Search the data below for the word "addresses" and report how many lines contain it. Nothing but the number is needed.

(Excerpts from a dataset)
┄┄┄┄┄┄┄┄┄┄┄┄┄┄┄┄┄┄┄┄
//! Random subset sampling.

use rand::Rng;
use rand::seq::SliceRandom;

/// Selects a random subset of `items` whose size is the floor of
/// `items.len() * fraction`.
///
/// Elements are distinct (no index is picked twice) and the output order is
/// unspecified. Fractions outside `[0, 1]` clamp the subset size to
/// `0..=items.len()`.
pub fn select_random<T: Clone>(items: &[T], fraction: f64, rng: &mut impl Rng) -> Vec<T> {
    let count = ((items.len() as f64) * fraction).floor() as usize;
    items
        .choose_multiple(rng, count.min(items.len()))
        .cloned()
        .collect()
}
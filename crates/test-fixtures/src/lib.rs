//! Test fixture generation for homestay.
//!
//! This crate produces synthetic users, tribes, and references between users
//! for seeding test databases and writing assertions. Everything is generated
//! in memory; nothing here talks to a database.
//!
//! # Quick Start
//!
//! ```rust,ignore
//! use test_fixtures::prelude::*;
//!
//! let mut rng = rand::thread_rng();
//!
//! let tribes = TribeGenerator::new().generate_batch(3, &mut rng);
//! let users = UserGenerator::new()
//!     .generate_batch(5, &UserVariant::Client, &tribes, &mut rng);
//! let references = ReferenceGenerator::new()
//!     .generate(&users, &[ReferenceSpec::between(0, 1)], &mut rng)?;
//! ```
//!
//! Every generator takes the random source as a parameter, so tests that need
//! reproducible fixtures can pass a seeded [`rand::rngs::StdRng`].

pub mod error;
pub mod generators;
pub mod id;
pub mod merge;
pub mod sampling;

pub mod prelude {
    //! Convenient re-exports for common usage.

    pub use crate::error::FixtureError;
    pub use crate::generators::{
        ClientUser, ClientUserOverrides, GeneratedUser, InteractionOverrides, Interactions,
        Recommend, Reference, ReferenceGenerator, ReferenceOverrides, ReferenceSpec, ServerUser,
        ServerUserOverrides, Tribe, TribeGenConfig, TribeGenerator, UserGenConfig, UserGenerator,
        UserVariant,
    };
    pub use crate::id::{ObjectId, generate_id};
    pub use crate::merge::Overlay;
    pub use crate::sampling::select_random;
}
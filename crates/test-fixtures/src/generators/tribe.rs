//! Tribe generation (topical communities users can join).

use fake::{
    Fake,
    faker::lorem::en::{Sentences, Word, Words},
    faker::name::en::Name,
};
use rand::Rng;
use serde::Serialize;
use time::OffsetDateTime;

use crate::id::ObjectId;

/// A generated tribe record.
#[derive(Debug, Clone, Serialize)]
pub struct Tribe {
    pub id: ObjectId,
    /// Random word with a positional suffix, unique within a batch.
    pub label: String,
    pub label_history: String,
    pub slug_history: String,
    pub synonyms: String,
    /// 6 lowercase hex digits, no leading `#`.
    pub color: String,
    pub count: i64,
    pub created: OffsetDateTime,
    pub modified: OffsetDateTime,
    pub public: bool,
    pub image: bool,
    pub attribution: String,
    pub attribution_url: String,
    pub description: String,
}

/// Configuration for tribe generation.
#[derive(Debug, Clone)]
pub struct TribeGenConfig {
    /// Upper bound (exclusive) for the generated member count.
    pub max_member_count: i64,
}

impl Default for TribeGenConfig {
    fn default() -> Self {
        Self {
            max_member_count: 50_000,
        }
    }
}

/// Generates tribes for test fixtures.
pub struct TribeGenerator {
    config: TribeGenConfig,
}

impl TribeGenerator {
    /// Creates a new tribe generator with default configuration.
    pub fn new() -> Self {
        Self {
            config: TribeGenConfig::default(),
        }
    }

    /// Creates a generator with custom configuration.
    pub fn with_config(config: TribeGenConfig) -> Self {
        Self { config }
    }

    /// Generates a single tribe.
    ///
    /// `index` only disambiguates the label; batches pass 0, 1, 2, … so that
    /// labels never collide even when the random word repeats.
    pub fn generate(&self, index: usize, rng: &mut impl Rng) -> Tribe {
        let word: String = Word().fake_with_rng(rng);
        let now = OffsetDateTime::now_utc();

        Tribe {
            id: ObjectId::generate(rng),
            label: format!("{word}_{index}"),
            label_history: random_words(rng),
            slug_history: random_words(rng),
            synonyms: random_words(rng),
            color: format!("{:06x}", rng.gen_range(0u32..0x0100_0000)),
            count: rng.gen_range(0..self.config.max_member_count),
            created: now,
            modified: now,
            public: true,
            image: false,
            attribution: Name().fake_with_rng(rng),
            attribution_url: random_url(rng),
            description: Sentences(2..5).fake_with_rng::<Vec<String>, _>(rng).join(" "),
        }
    }

    /// Generates tribes for indices `0..count`.
    pub fn generate_batch(&self, count: usize, rng: &mut impl Rng) -> Vec<Tribe> {
        (0..count).map(|i| self.generate(i, rng)).collect()
    }
}

impl Default for TribeGenerator {
    fn default() -> Self {
        Self::new()
    }
}

fn random_words(rng: &mut impl Rng) -> String {
    Words(2..5).fake_with_rng::<Vec<String>, _>(rng).join(" ")
}

fn random_url(rng: &mut impl Rng) -> String {
    let word: String = Word().fake_with_rng(rng);
    format!("https://www.{word}.com")
}

#[cfg(test)]
mod tests {
    use super::*;

    #[test]
    fn test_generate_tribe() {
        let tribe_gen = TribeGenerator::new();
        let mut rng = rand::thread_rng();
        let tribe = tribe_gen.generate(3, &mut rng);

        assert_eq!(tribe.id.as_str().len(), 24);
        assert!(tribe.label.ends_with("_3"));
        assert_eq!(tribe.color.len(), 6);
        assert!(tribe.color.chars().all(|c| c.is_ascii_hexdigit()));
        assert!((0..50_000).contains(&tribe.count));
        assert!(tribe.public);
        assert!(!tribe.image);
        assert!(tribe.attribution_url.starts_with("https://"));
        assert!(!tribe.description.is_empty());
    }

    #[test]
    fn test_batch_labels_are_distinct() {
        let tribe_gen = TribeGenerator::new();
        let mut rng = rand::thread_rng();
        let tribes = tribe_gen.generate_batch(50, &mut rng);

        assert_eq!(tribes.len(), 50);

        let labels: std::collections::HashSet<_> = tribes.iter().map(|t| &t.label).collect();
        assert_eq!(labels.len(), 50);
    }

    #[test]
    fn test_batch_labels_are_index_suffixed() {
        let tribe_gen = TribeGenerator::new();
        let mut rng = rand::thread_rng();
        let tribes = tribe_gen.generate_batch(3, &mut rng);

        for (i, tribe) in tribes.iter().enumerate() {
            let (word, suffix) = tribe.label.rsplit_once('_').unwrap();
            assert!(!word.is_empty());
            assert_eq!(suffix, i.to_string());
        }
    }

    #[test]
    fn test_empty_batch() {
        let tribe_gen = TribeGenerator::new();
        let mut rng = rand::thread_rng();

        assert!(tribe_gen.generate_batch(0, &mut rng).is_empty());
    }
}
//! Surrogate identifier generation.
//!
//! Fixtures are keyed by 24-character hex identifiers so they can stand in
//! for database primary keys without a round trip to the database.

use std::fmt;

use rand::Rng;
use serde::Serialize;
use time::OffsetDateTime;

/// A 24-character lowercase-hex identifier.
///
/// The leading 8 hex digits encode the creation time in whole seconds and the
/// remaining 16 are random, which keeps ids roughly sortable by creation
/// order and collision-resistant within a test run. No uniqueness is enforced
/// beyond that.
#[derive(Debug, Clone, PartialEq, Eq, Hash, Serialize)]
#[serde(transparent)]
pub struct ObjectId(String);

impl ObjectId {
    /// Generates a fresh identifier from the given random source.
    pub fn generate(rng: &mut impl Rng) -> Self {
        let seconds = OffsetDateTime::now_utc().unix_timestamp() as u32;
        let payload: u64 = rng.r#gen();
        Self(format!("{seconds:08x}{payload:016x}"))
    }

    /// Returns the hex string.
    pub fn as_str(&self) -> &str {
        &self.0
    }
}

impl fmt::Display for ObjectId {
    fn fmt(&self, f: &mut fmt::Formatter<'_>) -> fmt::Result {
        f.write_str(&self.0)
    }
}

/// Generates a fresh identifier string using the thread-local random source.
pub fn generate_id() -> String {
    ObjectId::generate(&mut rand::thread_rng()).0
}
//! Reference generation (directed endorsement edges between users).

use rand::Rng;
use serde::Serialize;

use crate::error::FixtureError;
use crate::generators::user::GeneratedUser;
use crate::id::ObjectId;
use crate::merge::{Overlay, overwrite};

/// How the two users interacted, three independent flags.
#[derive(Debug, Clone, Copy, Serialize)]
pub struct Interactions {
    pub met: bool,
    pub hosted_me: bool,
    pub hosted_them: bool,
}

/// Whether the referencing user recommends the other.
#[derive(Debug, Clone, Copy, PartialEq, Eq, Serialize)]
#[serde(rename_all = "lowercase")]
pub enum Recommend {
    Yes,
    No,
    Unknown,
}

/// A directed reference from one user to another.
#[derive(Debug, Clone, Serialize)]
pub struct Reference {
    pub user_from: ObjectId,
    pub user_to: ObjectId,
    pub public: bool,
    pub interactions: Interactions,
    pub recommend: Recommend,
}

/// Overrides for a generated reference. `None` keeps the generated default,
/// at every nesting level.
#[derive(Debug, Clone, Default)]
pub struct ReferenceOverrides {
    pub public: Option<bool>,
    pub interactions: InteractionOverrides,
    pub recommend: Option<Recommend>,
}

/// Overrides for the nested interactions record.
#[derive(Debug, Clone, Copy, Default)]
pub struct InteractionOverrides {
    pub met: Option<bool>,
    pub hosted_me: Option<bool>,
    pub hosted_them: Option<bool>,
}

impl Overlay for ReferenceOverrides {
    type Target = Reference;

    fn overlay(self, target: &mut Reference) {
        overwrite(&mut target.public, self.public);
        overwrite(&mut target.interactions.met, self.interactions.met);
        overwrite(&mut target.interactions.hosted_me, self.interactions.hosted_me);
        overwrite(&mut target.interactions.hosted_them, self.interactions.hosted_them);
        overwrite(&mut target.recommend, self.recommend);
    }
}

/// One reference to build: indices into the user sequence plus overrides.
#[derive(Debug, Clone, Default)]
pub struct ReferenceSpec {
    pub from: usize,
    pub to: usize,
    pub overrides: ReferenceOverrides,
}

impl ReferenceSpec {
    /// A reference between the given user indices with generated defaults.
    pub fn between(from: usize, to: usize) -> Self {
        Self {
            from,
            to,
            overrides: ReferenceOverrides::default(),
        }
    }
}

/// Generates references between previously generated users.
pub struct ReferenceGenerator;

impl ReferenceGenerator {
    pub fn new() -> Self {
        Self
    }

    /// Generates one reference per spec.
    ///
    /// `user_from`/`user_to` are the ids of the users at the spec's indices.
    /// Out-of-range indices and server users (which carry no id) are
    /// rejected.
    pub fn generate(
        &self,
        users: &[GeneratedUser],
        specs: &[ReferenceSpec],
        rng: &mut impl Rng,
    ) -> Result<Vec<Reference>, FixtureError> {
        specs
            .iter()
            .enumerate()
            .map(|(spec_idx, spec)| {
                let user_from = Self::id_at(users, spec.from, spec_idx)?;
                let user_to = Self::id_at(users, spec.to, spec_idx)?;

                let mut reference = Reference {
                    user_from,
                    user_to,
                    public: true,
                    interactions: Interactions {
                        met: rng.r#gen(),
                        hosted_me: rng.r#gen(),
                        hosted_them: rng.r#gen(),
                    },
                    recommend: Self::pick_recommend(rng),
                };
                spec.overrides.clone().overlay(&mut reference);
                Ok(reference)
            })
            .collect()
    }

    fn id_at(
        users: &[GeneratedUser],
        index: usize,
        spec: usize,
    ) -> Result<ObjectId, FixtureError> {
        let user = users.get(index).ok_or(FixtureError::IndexOutOfRange {
            spec,
            index,
            len: users.len(),
        })?;
        user.id()
            .cloned()
            .ok_or(FixtureError::MissingId { index })
    }

    fn pick_recommend(rng: &mut impl Rng) -> Recommend {
        match rng.gen_range(0..3) {
            0 => Recommend::Yes,
            1 => Recommend::No,
            _ => Recommend::Unknown,
        }
    }
}

impl Default for ReferenceGenerator {
    fn default() -> Self {
        Self::new()
    }
}
//! Transport primitives shared by the connection loop and its connectors.

mod endpoint;
mod stream;

pub use endpoint::Endpoint;
pub use stream::{TcpStream, Transport};
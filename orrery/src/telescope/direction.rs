use std::f64::consts::{PI, TAU};

/// Unit vector in the J2000 equatorial frame.
#[derive(Debug, Clone, Copy, PartialEq)]
pub struct Direction([f64; 3]);

impl Direction {
    /// Normalizes `v`. Returns `None` for the zero vector.
    #[must_use]
    pub fn new(v: [f64; 3]) -> Option<Self> {
        let norm = (v[0] * v[0] + v[1] * v[1] + v[2] * v[2]).sqrt();
        if norm == 0.0 || !norm.is_finite() {
            return None;
        }
        Some(Self([v[0] / norm, v[1] / norm, v[2] / norm]))
    }

    /// From right ascension and declination, both in radians.
    #[must_use]
    pub fn from_ra_dec(ra: f64, dec: f64) -> Self {
        let (sin_ra, cos_ra) = ra.sin_cos();
        let (sin_dec, cos_dec) = dec.sin_cos();
        Self([cos_dec * cos_ra, cos_dec * sin_ra, sin_dec])
    }

    #[must_use]
    pub fn from_hours_degrees(ra_hours: f64, dec_deg: f64) -> Self {
        Self::from_ra_dec(ra_hours * TAU / 24.0, dec_deg.to_radians())
    }

    /// Right ascension in `[0, 2π)` and declination in `[-π/2, π/2]`.
    #[must_use]
    pub fn ra_dec(&self) -> (f64, f64) {
        let [x, y, z] = self.0;
        let ra = y.atan2(x).rem_euclid(TAU);
        let dec = z.clamp(-1.0, 1.0).asin();
        (ra, dec)
    }

    #[must_use]
    pub fn dot(&self, other: &Self) -> f64 {
        self.0[0] * other.0[0] + self.0[1] * other.0[1] + self.0[2] * other.0[2]
    }

    /// Angular separation in degrees.
    #[must_use]
    pub fn separation_deg(&self, other: &Self) -> f64 {
        self.dot(other).clamp(-1.0, 1.0).acos() * 180.0 / PI
    }

    /// Linear blend re-normalized onto the sphere. Falls back to `self` for
    /// antipodal inputs.
    #[must_use]
    pub fn lerp(&self, other: &Self, t: f64) -> Self {
        let a = self.0;
        let b = other.0;
        Self::new([
            a[0] + (b[0] - a[0]) * t,
            a[1] + (b[1] - a[1]) * t,
            a[2] + (b[2] - a[2]) * t,
        ])
        .unwrap_or(*self)
    }

    #[must_use]
    pub const fn as_array(&self) -> [f64; 3] {
        self.0
    }
}

#[cfg(test)]
mod tests {
    use super::*;

    #[test]
    fn ra_dec_round_trip() {
        let d = Direction::from_hours_degrees(18.6, 38.8);
        let (ra, dec) = d.ra_dec();
        assert!((ra * 24.0 / TAU - 18.6).abs() < 1e-9);
        assert!((dec.to_degrees() - 38.8).abs() < 1e-9);
    }

    #[test]
    fn zero_vector_rejected() {
        assert!(Direction::new([0.0, 0.0, 0.0]).is_none());
        assert!(Direction::new([0.0, 0.0, 2.0]).is_some());
    }

    #[test]
    fn lerp_midpoint_is_on_sphere() {
        let a = Direction::from_ra_dec(0.0, 0.0);
        let b = Direction::from_ra_dec(PI / 2.0, 0.0);
        let mid = a.lerp(&b, 0.5);
        assert!((mid.dot(&mid) - 1.0).abs() < 1e-12);
        assert!((mid.separation_deg(&a) - 45.0).abs() < 1e-9);
    }
}
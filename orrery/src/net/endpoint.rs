//! Network endpoint types.

use std::io;
use std::net::{IpAddr, Ipv4Addr, SocketAddr, SocketAddrV4, ToSocketAddrs};

/// A network endpoint (IP address + port).
#[derive(Debug, Clone, Copy, PartialEq, Eq, Hash)]
pub struct Endpoint(SocketAddr);

impl Endpoint {
    #[must_use]
    pub const fn new(addr: IpAddr, port: u16) -> Self {
        Self(SocketAddr::new(addr, port))
    }

    #[must_use]
    pub const fn localhost(port: u16) -> Self {
        Self(SocketAddr::V4(SocketAddrV4::new(Ipv4Addr::LOCALHOST, port)))
    }

    /// Resolves `host` through the system resolver. IPv4 results win over
    /// IPv6 when both are returned.
    ///
    /// This blocks on DNS for names that are not literal addresses.
    ///
    /// # Errors
    ///
    /// Returns the resolver's error, or `NotFound` if the name has no
    /// addresses.
    pub fn resolve(host: &str, port: u16) -> io::Result<Self> {
        let mut fallback = None;
        for addr in (host, port).to_socket_addrs()? {
            if addr.is_ipv4() {
                return Ok(Self(addr));
            }
            fallback.get_or_insert(addr);
        }
        fallback.map(Self).ok_or_else(|| {
            io::Error::new(
                io::ErrorKind::NotFound,
                format!("no addresses found for {host}:{port}"),
            )
        })
    }

    #[must_use]
    pub const fn ip(&self) -> IpAddr {
        self.0.ip()
    }

    #[must_use]
    pub const fn port(&self) -> u16 {
        self.0.port()
    }

    #[must_use]
    pub const fn as_socket_addr(&self) -> SocketAddr {
        self.0
    }
}

impl From<SocketAddr> for Endpoint {
    fn from(addr: SocketAddr) -> Self {
        Self(addr)
    }
}

impl From<Endpoint> for SocketAddr {
    fn from(ep: Endpoint) -> Self {
        ep.0
    }
}

impl std::fmt::Display for Endpoint {
    fn fmt(&self, f: &mut std::fmt::Formatter<'_>) -> std::fmt::Result {
        self.0.fmt(f)
    }
}
//! Synchronization primitives for handing data between the control thread
//! and the job worker.

pub mod spsc;
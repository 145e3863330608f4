//! Daemon configuration.
//!
//! ```toml
//! [control]
//! tick_interval_ms = 16
//!
//! [scenery]
//! scene_dir = "scenes"
//! default_scene_id = "sterngarten"
//!
//! [[telescopes]]
//! slot = 0
//! url = "Meade:TCP:localhost:10001:500000"
//! oculars = [0.5, 1.2]
//! ```

use std::collections::BTreeSet;
use std::env;
use std::fs;
use std::path::{Path, PathBuf};
use std::time::Duration;

use serde::{Deserialize, Serialize};
use thiserror::Error;

use crate::telescope::MAX_SLOT;

/// Environment variable naming a config file.
pub const CONFIG_ENV: &str = "ORRERY_CONFIG";

/// Files tried, in order, when neither a path nor the env var is given.
pub const DEFAULT_CANDIDATES: [&str; 2] = ["orrery.toml", "config/orrery.toml"];

#[derive(Debug, Error)]
pub enum ConfigError {
    #[error("failed to read config {path}: {source}")]
    Read {
        path: PathBuf,
        #[source]
        source: std::io::Error,
    },
    #[error("invalid config {path}: {source}")]
    Parse {
        path: PathBuf,
        #[source]
        source: toml::de::Error,
    },
    #[error("failed to render config: {0}")]
    Render(#[from] toml::ser::Error),
    #[error("telescope slot {0} is out of range 0..={max}", max = MAX_SLOT)]
    SlotOutOfRange(u8),
    #[error("telescope slot {0} is configured twice")]
    DuplicateSlot(u8),
    #[error("control.tick_interval_ms must be at least 1")]
    ZeroTickInterval,
}

/// Where the active configuration came from.
#[derive(Debug, Clone, PartialEq, Eq, Default)]
pub enum ConfigSource {
    #[default]
    Default,
    Explicit(PathBuf),
    EnvPath(PathBuf),
    File(PathBuf),
}

#[derive(Debug, Clone, PartialEq, Deserialize, Serialize, Default)]
#[serde(default)]
pub struct OrreryConfig {
    pub control: ControlConfig,
    pub scenery: SceneryConfig,
    pub telescopes: Vec<TelescopeConfig>,
}

/// Cadence of the control thread.
#[derive(Debug, Clone, PartialEq, Eq, Deserialize, Serialize)]
#[serde(default)]
pub struct ControlConfig {
    /// Sleep between two iterations of the control loop.
    pub tick_interval_ms: u64,
}

impl Default for ControlConfig {
    fn default() -> Self {
        Self {
            tick_interval_ms: 16,
        }
    }
}

impl ControlConfig {
    #[must_use]
    pub const fn tick_interval(&self) -> Duration {
        Duration::from_millis(self.tick_interval_ms)
    }
}

#[derive(Debug, Clone, PartialEq, Eq, Deserialize, Serialize)]
#[serde(default)]
pub struct SceneryConfig {
    /// Directory holding one sub-directory per scene.
    pub scene_dir: PathBuf,
    /// Scene loaded when scenery is enabled with nothing loaded.
    pub default_scene_id: Option<String>,
}

impl Default for SceneryConfig {
    fn default() -> Self {
        Self {
            scene_dir: PathBuf::from("scenes"),
            default_scene_id: None,
        }
    }
}

/// One `[[telescopes]]` entry.
#[derive(Debug, Clone, PartialEq, Deserialize, Serialize)]
pub struct TelescopeConfig {
    pub slot: u8,
    /// `name:TCP:host:port:delay_us`
    pub url: String,
    #[serde(default)]
    pub oculars: Vec<f64>,
}

impl OrreryConfig {
    /// Resolves the configuration.
    ///
    /// Evaluation order:
    /// 1) `explicit` path,
    /// 2) `$ORRERY_CONFIG`,
    /// 3) the first existing file of [`DEFAULT_CANDIDATES`],
    /// 4) defaults.
    ///
    /// # Errors
    ///
    /// Unreadable or invalid files. A missing default candidate is not an
    /// error, a missing explicit or env path is.
    pub fn load(explicit: Option<&Path>) -> Result<(Self, ConfigSource), ConfigError> {
        if let Some(path) = explicit {
            let config = Self::load_from_file(path)?;
            return Ok((config, ConfigSource::Explicit(path.to_path_buf())));
        }

        if let Ok(raw) = env::var(CONFIG_ENV)
            && !raw.trim().is_empty()
        {
            let path = PathBuf::from(raw);
            let config = Self::load_from_file(&path)?;
            return Ok((config, ConfigSource::EnvPath(path)));
        }

        if let Some(path) = DEFAULT_CANDIDATES
            .iter()
            .map(PathBuf::from)
            .find(|p| p.is_file())
        {
            let config = Self::load_from_file(&path)?;
            return Ok((config, ConfigSource::File(path)));
        }

        Ok((Self::default(), ConfigSource::Default))
    }

    /// # Errors
    ///
    /// Unreadable file, bad TOML or failed validation.
    pub fn load_from_file(path: &Path) -> Result<Self, ConfigError> {
        let contents = fs::read_to_string(path).map_err(|source| ConfigError::Read {
            path: path.to_path_buf(),
            source,
        })?;
        Self::parse(&contents, path)
    }

    /// # Errors
    ///
    /// Bad TOML or failed validation. `origin` only labels the error.
    pub fn parse(contents: &str, origin: &Path) -> Result<Self, ConfigError> {
        let config: Self = toml::from_str(contents).map_err(|source| ConfigError::Parse {
            path: origin.to_path_buf(),
            source,
        })?;
        config.validate()?;
        Ok(config)
    }

    /// # Errors
    ///
    /// Slots outside `0..=8`, duplicate slots, zero tick interval.
    pub fn validate(&self) -> Result<(), ConfigError> {
        if self.control.tick_interval_ms == 0 {
            return Err(ConfigError::ZeroTickInterval);
        }
        let mut seen = BTreeSet::new();
        for telescope in &self.telescopes {
            if telescope.slot > MAX_SLOT {
                return Err(ConfigError::SlotOutOfRange(telescope.slot));
            }
            if !seen.insert(telescope.slot) {
                return Err(ConfigError::DuplicateSlot(telescope.slot));
            }
        }
        Ok(())
    }

    /// # Errors
    ///
    /// Serialization failure.
    pub fn to_toml(&self) -> Result<String, ConfigError> {
        Ok(toml::to_string_pretty(self)?)
    }
}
┄┄┄┄┄┄┄┄┄┄┄┄┄┄┄┄┄┄┄┄
§ **EXERCISE SOLUTION**
3